When children identify as transgender, doctors often say the stress of dysphoria is the cause for all their mental anguish, the documentary points out.
Nine percent of children now identify as transgender, according to a 2021 study of 5,000 public school students, the documentary notes.
For the medical industry, these figures can mean massive profits, the documentary notes. Sex-change surgery, cross-sex hormones, lifelong transgender medical treatment, and fertility treatments after hormone-inflicted sterility all cost money.
In 2007, America had two gender-transition clinics, the documentary points out. In 2022, there were more than 300.
Transgender “health care” is “a departure from the standards of care for how we treat any other condition,” family therapist Stephanie Winn says in the film.
No other mental health care procedure takes what a patient says at face value, she says.
What happens to the thousands of people who’ve gone through sex-change procedures remains to be seen.
LGB or T?
“Affirmation Generation” also argues that the transgender movement isn’t a natural continuation of the lesbian and gay acceptance movement.“The trans rights movement has co-opted the gay rights movement,” Winn says in the film.
In the 1970s, people who identified as homosexual started saying they were born with these desires, O'Malley says in the film. Then, she adds, the trans movement copied this claim.
“From that, I can only say with an incredible level of strategic thinking, the LGBT movement started talking about ‘I’m born in the wrong body,’” O'Malley says.
The same people who once became lesbian now become transgender, lesbian activist Joey Brite says in the film.
“Our communities were disappearing. They were literally ’trans-ing the gay away,'” she said.
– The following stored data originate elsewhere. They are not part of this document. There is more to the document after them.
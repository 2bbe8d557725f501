//! CLI error types with miette diagnostics.
//!
//! Maps `CoreError` and `ConfigError` into user-facing errors with
//! actionable help text and process exit codes.

use miette::Diagnostic;
use thiserror::Error;

use npmctl_config::ConfigError;
use npmctl_core::CoreError;

/// Process exit codes.
pub mod exit_code {
    pub const GENERAL: i32 = 1;
    pub const USAGE: i32 = 2;
    pub const AUTH: i32 = 3;
    pub const CONNECTION: i32 = 7;
}

#[derive(Debug, Error, Diagnostic)]
pub enum CliError {
    // ── Input ────────────────────────────────────────────────────────
    #[error("{message}")]
    #[diagnostic(
        code(npmctl::invalid_input),
        help("Nothing was sent to the server. Fix the arguments and run again.")
    )]
    InvalidInput { message: String },

    #[error("Invalid value for {field}: {reason}")]
    #[diagnostic(code(npmctl::validation))]
    Validation { field: String, reason: String },

    // ── Connection ───────────────────────────────────────────────────
    #[error("{context}: {detail}")]
    #[diagnostic(
        code(npmctl::connection_failed),
        help(
            "Check that Nginx Proxy Manager is running and reachable.\n\
             For a self-signed admin interface use --insecure (-k) or set ca_cert in your profile."
        )
    )]
    ConnectionFailed { context: String, detail: String },

    // ── Authentication ───────────────────────────────────────────────
    #[error("{message}")]
    #[diagnostic(
        code(npmctl::auth_failed),
        help(
            "Verify the user and password of profile '{profile}'.\n\
             Run: npmctl config set-password {profile}"
        )
    )]
    AuthFailed { message: String, profile: String },

    #[error("No credentials configured for profile '{profile}'")]
    #[diagnostic(
        code(npmctl::no_credentials),
        help(
            "Configure credentials with: npmctl config init\n\
             Or pass --user/--password, or set NPMCTL_USER and NPMCTL_PASSWORD."
        )
    )]
    NoCredentials { profile: String },

    // ── API ──────────────────────────────────────────────────────────
    #[error("{context}: {detail}")]
    #[diagnostic(code(npmctl::api_error))]
    ApiError {
        context: String,
        detail: String,
        status: Option<u16>,
    },

    // ── Configuration ────────────────────────────────────────────────
    #[error("Profile '{name}' not found in configuration")]
    #[diagnostic(
        code(npmctl::profile_not_found),
        help(
            "Available profiles: {available}\n\
             Create one with: npmctl config init"
        )
    )]
    ProfileNotFound { name: String, available: String },

    #[error("No management API configured")]
    #[diagnostic(
        code(npmctl::no_config),
        help(
            "Create a profile with: npmctl config init (expected at {path})\n\
             Or pass --url, or --host with --protocol/--port."
        )
    )]
    NoConfig { path: String },

    #[error(transparent)]
    #[diagnostic(code(npmctl::config))]
    Config(ConfigError),

    // ── IO / Serialization ───────────────────────────────────────────
    #[error(transparent)]
    Io(#[from] std::io::Error),

    #[error("failed to render JSON: {0}")]
    #[diagnostic(code(npmctl::json))]
    Json(#[from] serde_json::Error),

    #[error("failed to render YAML: {0}")]
    #[diagnostic(code(npmctl::yaml))]
    Yaml(#[from] serde_yaml::Error),
}

impl CliError {
    /// Map this error to an exit code for process termination.
    pub fn exit_code(&self) -> i32 {
        match self {
            Self::InvalidInput { .. } | Self::Validation { .. } => exit_code::USAGE,
            Self::AuthFailed { .. } | Self::NoCredentials { .. } => exit_code::AUTH,
            Self::ConnectionFailed { .. } => exit_code::CONNECTION,
            _ => exit_code::GENERAL,
        }
    }

    /// Attach the active profile name to authentication failures.
    pub fn for_profile(self, name: &str) -> Self {
        match self {
            Self::AuthFailed { message, .. } => Self::AuthFailed {
                message,
                profile: name.into(),
            },
            other => other,
        }
    }
}

// ── CoreError → CliError mapping ─────────────────────────────────────

impl From<CoreError> for CliError {
    fn from(err: CoreError) -> Self {
        match err {
            CoreError::Validation { message } => CliError::InvalidInput { message },

            CoreError::Auth { message } => CliError::AuthFailed {
                message,
                profile: "default".into(),
            },

            // No status means the server never answered.
            CoreError::Transport {
                context,
                detail,
                status: None,
            } => CliError::ConnectionFailed {
                context: context.into(),
                detail,
            },

            CoreError::Transport {
                context,
                detail,
                status,
            } => CliError::ApiError {
                context: context.into(),
                detail,
                status,
            },
        }
    }
}

impl From<ConfigError> for CliError {
    fn from(err: ConfigError) -> Self {
        match err {
            ConfigError::Validation { field, reason } => CliError::Validation { field, reason },
            ConfigError::NoCredentials { profile } => CliError::NoCredentials { profile },
            other => CliError::Config(other),
        }
    }
}
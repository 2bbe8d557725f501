// HTTP transport for the management API.
//
// Nginx Proxy Manager admin interfaces are often served on a LAN address
// with a self-signed or private-CA certificate, so the TLS mode is chosen
// per profile. Every call goes through one client built here.

use std::path::{Path, PathBuf};
use std::time::Duration;

use reqwest::header::{self, HeaderMap, HeaderValue};

use crate::error::Error;

/// TLS verification mode.
#[derive(Debug, Clone, Default, PartialEq, Eq)]
pub enum TlsMode {
    /// Use the system certificate store.
    #[default]
    System,
    /// Trust an extra CA certificate from the given PEM file.
    CustomCa(PathBuf),
    /// Accept any certificate (self-signed admin interfaces).
    DangerAcceptInvalid,
}

impl TlsMode {
    /// Pick the mode from profile settings. Disabling verification beats a
    /// custom CA, which beats the system store.
    pub fn select(insecure: bool, ca_cert: Option<&Path>) -> Self {
        match (insecure, ca_cert) {
            (true, _) => Self::DangerAcceptInvalid,
            (false, Some(path)) => Self::CustomCa(path.to_path_buf()),
            (false, None) => Self::System,
        }
    }
}

/// TLS and timeout settings shared by login and the resource clients.
///
/// The timeout here is the only timeout in the system; reconcilers
/// never impose their own.
#[derive(Debug, Clone)]
pub struct TransportConfig {
    pub tls: TlsMode,
    pub timeout: Duration,
}

impl TransportConfig {
    /// Per-request timeout when nothing else is configured.
    pub const DEFAULT_TIMEOUT_SECS: u64 = 30;

    pub fn new(tls: TlsMode, timeout_secs: u64) -> Self {
        Self {
            tls,
            timeout: Duration::from_secs(timeout_secs),
        }
    }

    /// Build the `reqwest::Client` every API call goes through.
    ///
    /// The API only speaks JSON, so `Accept` is fixed on the client.
    pub fn build_client(&self) -> Result<reqwest::Client, Error> {
        let mut headers = HeaderMap::new();
        headers.insert(header::ACCEPT, HeaderValue::from_static("application/json"));

        let mut builder = reqwest::Client::builder()
            .timeout(self.timeout)
            .default_headers(headers)
            .user_agent(concat!("npmctl/", env!("CARGO_PKG_VERSION")));

        match &self.tls {
            TlsMode::System => {}
            TlsMode::CustomCa(path) => builder = builder.add_root_certificate(load_ca(path)?),
            TlsMode::DangerAcceptInvalid => builder = builder.danger_accept_invalid_certs(true),
        }

        builder
            .build()
            .map_err(|e| Error::Tls(format!("failed to build HTTP client: {e}")))
    }
}

impl Default for TransportConfig {
    fn default() -> Self {
        Self::new(TlsMode::System, Self::DEFAULT_TIMEOUT_SECS)
    }
}

fn load_ca(path: &Path) -> Result<reqwest::Certificate, Error> {
    let pem = std::fs::read(path)
        .map_err(|e| Error::Tls(format!("failed to read CA cert {}: {e}", path.display())))?;
    reqwest::Certificate::from_pem(&pem)
        .map_err(|e| Error::Tls(format!("invalid CA cert {}: {e}", path.display())))
}
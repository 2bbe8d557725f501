mod cli;
mod commands;
mod config;
mod error;
mod output;

use clap::Parser;
use serde_json::json;
use tracing_subscriber::EnvFilter;

use crate::cli::{Cli, Command, OutputFormat};
use crate::error::CliError;

#[tokio::main(flavor = "current_thread")]
async fn main() {
    let cli = Cli::parse();

    init_tracing(cli.global.verbose);

    let format = cli.global.output;
    if let Err(err) = run(cli).await {
        let code = err.exit_code();
        if format.is_structured() {
            print_failure(format, &err);
        }
        eprintln!("{:?}", miette::Report::new(err));
        std::process::exit(code);
    }
}

fn init_tracing(verbosity: u8) {
    let filter = match verbosity {
        0 => "warn",
        1 => "info",
        2 => "debug",
        _ => "trace",
    };

    tracing_subscriber::fmt()
        .with_env_filter(
            EnvFilter::try_from_default_env().unwrap_or_else(|_| EnvFilter::new(filter)),
        )
        .with_target(false)
        .with_writer(std::io::stderr)
        .init();
}

/// Failure document for machine consumers, mirroring a result's shape.
fn print_failure(format: OutputFormat, err: &CliError) {
    let doc = json!({"changed": false, "message": err.to_string()});
    if let Ok(out) = output::render_single(format, &doc, |_| String::new()) {
        output::print_output(&out, false);
    }
}

async fn run(cli: Cli) -> Result<(), CliError> {
    match cli.command {
        // Config commands don't need a server connection
        Command::Config(args) => commands::config_cmd::handle(args, &cli.global),

        Command::Completions(args) => {
            use clap::CommandFactory;
            use clap_complete::generate;

            let mut cmd = Cli::command();
            generate(args.shell, &mut cmd, "npmctl", &mut std::io::stdout());
            Ok(())
        }

        Command::Token => commands::token::handle(&cli.global).await,

        Command::Certificate(args) => commands::certificate::handle(args, &cli.global).await,

        Command::Proxy(args) => commands::proxy::handle(args, &cli.global).await,
    }
}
Cat believes some kids decide they are transgender because society isn’t accepting enough of lesbians, gays, and bisexuals.
“I would like to see society move towards being more accepting of LGB and gender-nonconforming people,” Cat says in the film. “Because I feel like what pushes people to medical transition, a lot of times, is trauma that they’ve faced from society not accepting them for who they are.”